Thomas Lönngren, a former executive director of the EMA who now works as a strategic advisor to the consultancy, NDA Group, agreed that the fact that Slovakia does not have an EU agency would likely play a role in the vote. “When you look at how agencies in Europe have been located over the years, it has been to the existing older member states and the new member states have not got any,” he remarked to the Pink Sheet.

 

 

Bratislava scored fairly well on the commission’s assessment, but came very low down in terms of staff preference – the results suggested that if it were chosen, the EMA would likely lose 70% or more of its staff, posing serious problems for the agency’s business continuity and ability to fulfil its functions. (Also see "EMA Paints Nightmare Scenario Of EU System ‘Unraveling’ If Relocation Goes Wrong" - Pink Sheet, 26 Sep, 2017.)

 

 

Noting that the Swedish capital Stockholm, for which the survey showed a staff retention rate of just 30-50%, was still in the race for the EMA, the national official said: “It will be very interesting if ends up there. Of course, everyone knows if it ends up in Bratislava then we have a big problem – but how big is the problem if it ends up in, say, Sweden?” How many staff can the EMA afford to lose “without being totally destroyed?” he asked. “That is really the big question, but I don’t think people are really thinking about it.”

 

 

However, one former EU official suggested that staff preferences would not matter that much to a country that was determined to secure such a prestigious agency: “When a country’s pride is at stake, the weight of the staff at an agency is less important.”

 

 

“It will be quite tight in the first round,” the national official said. “You have no idea if Copenhagen, Amsterdam, Milan, Stockholm will make it to the second round, and it is unclear whether Bratislava will make it to the second round.

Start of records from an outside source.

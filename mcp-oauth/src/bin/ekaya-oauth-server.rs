//! OAuth discovery and token exchange server
//!
//! Serves the well-known discovery documents, the browser completion endpoint
//! and the programmatic token endpoint for one deployment.

use std::net::SocketAddr;
use std::path::PathBuf;
use std::sync::Arc;
use std::time::Duration;

use anyhow::{Context, Result};
use clap::Parser;
use ekaya_mcp_oauth::{
    HttpTokenExchanger, MemorySessionStore, OAuthConfig, OAuthState, StaticProjectLookup,
    oauth_router,
};
use tracing::info;
use tracing_subscriber::EnvFilter;

#[derive(Parser)]
#[command(name = "ekaya-oauth-server")]
#[command(about = "Multi-tenant OAuth discovery and PKCE token exchange")]
#[command(version)]
struct Cli {
    /// TOML configuration file
    #[arg(short, long, env = "EKAYA_CONFIG")]
    config: Option<PathBuf>,

    /// Listen address, overrides bind_address from the configuration
    #[arg(short, long)]
    bind: Option<SocketAddr>,

    /// Emit logs as JSON
    #[arg(long)]
    log_json: bool,
}

#[tokio::main]
async fn main() -> Result<()> {
    let cli = Cli::parse();
    init_tracing(cli.log_json);

    let config = match &cli.config {
        Some(path) => OAuthConfig::from_file(path)
            .with_context(|| format!("loading configuration from {}", path.display()))?,
        None => OAuthConfig::from_env().context("loading configuration from environment")?,
    };
    config.validate().context("invalid configuration")?;

    let bind: SocketAddr = match cli.bind {
        Some(addr) => addr,
        None => config
            .bind_address
            .parse()
            .with_context(|| format!("invalid bind_address '{}'", config.bind_address))?,
    };

    let registry = Arc::new(config.registry());
    let exchanger = HttpTokenExchanger::new(
        registry.clone(),
        Duration::from_secs(config.exchange_timeout_secs),
    )
    .context("building token exchanger")?;
    let sessions = Arc::new(MemorySessionStore::new(Duration::from_secs(
        config.pending_session_ttl_secs,
    )));
    let projects = StaticProjectLookup::new(config.project_pages()?);

    info!(
        auth_servers = registry.len(),
        default_auth_server = %config.auth_server_url,
        base_url = %config.base_url,
        "starting OAuth server"
    );

    spawn_session_cleanup(sessions.clone(), config.pending_session_ttl_secs);

    let state = OAuthState::new(config, Arc::new(exchanger), sessions, Arc::new(projects));
    let app = oauth_router().with_state(state);

    let listener = tokio::net::TcpListener::bind(bind)
        .await
        .with_context(|| format!("binding {bind}"))?;
    info!(address = %bind, "listening");

    axum::serve(
        listener,
        app.into_make_service_with_connect_info::<SocketAddr>(),
    )
    .with_graceful_shutdown(shutdown_signal())
    .await
    .context("server error")?;

    info!("server stopped");
    Ok(())
}

fn init_tracing(json: bool) {
    let filter = EnvFilter::try_from_default_env().unwrap_or_else(|_| EnvFilter::new("info"));
    let builder = tracing_subscriber::fmt().with_env_filter(filter);
    if json {
        builder.json().init();
    } else {
        builder.init();
    }
}

fn spawn_session_cleanup(sessions: Arc<MemorySessionStore>, ttl_secs: u64) {
    let period = Duration::from_secs(ttl_secs.max(60));
    tokio::spawn(async move {
        let mut interval = tokio::time::interval(period);
        loop {
            interval.tick().await;
            sessions.cleanup_expired().await;
        }
    });
}

async fn shutdown_signal() {
    if let Err(e) = tokio::signal::ctrl_c().await {
        tracing::error!(error = %e, "failed to listen for shutdown signal");
        std::future::pending::<()>().await;
    }
    info!("shutdown signal received");
}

This makes the second round more unpredictable because it is difficult to make deals if you have no idea who is going to be in the round.”

 

 

Lönngren too was unwilling to hazard a guess as to which country might win the agency. “Everybody is asking me what I think. I say I don’t speculate because I have been in this game long enough to know that these kinds of votes are highly unpredictable because you have this kind of voting system, and what is going on behind closed doors, trading between member states… so we have to put our safety belts on and wait for the outcome.”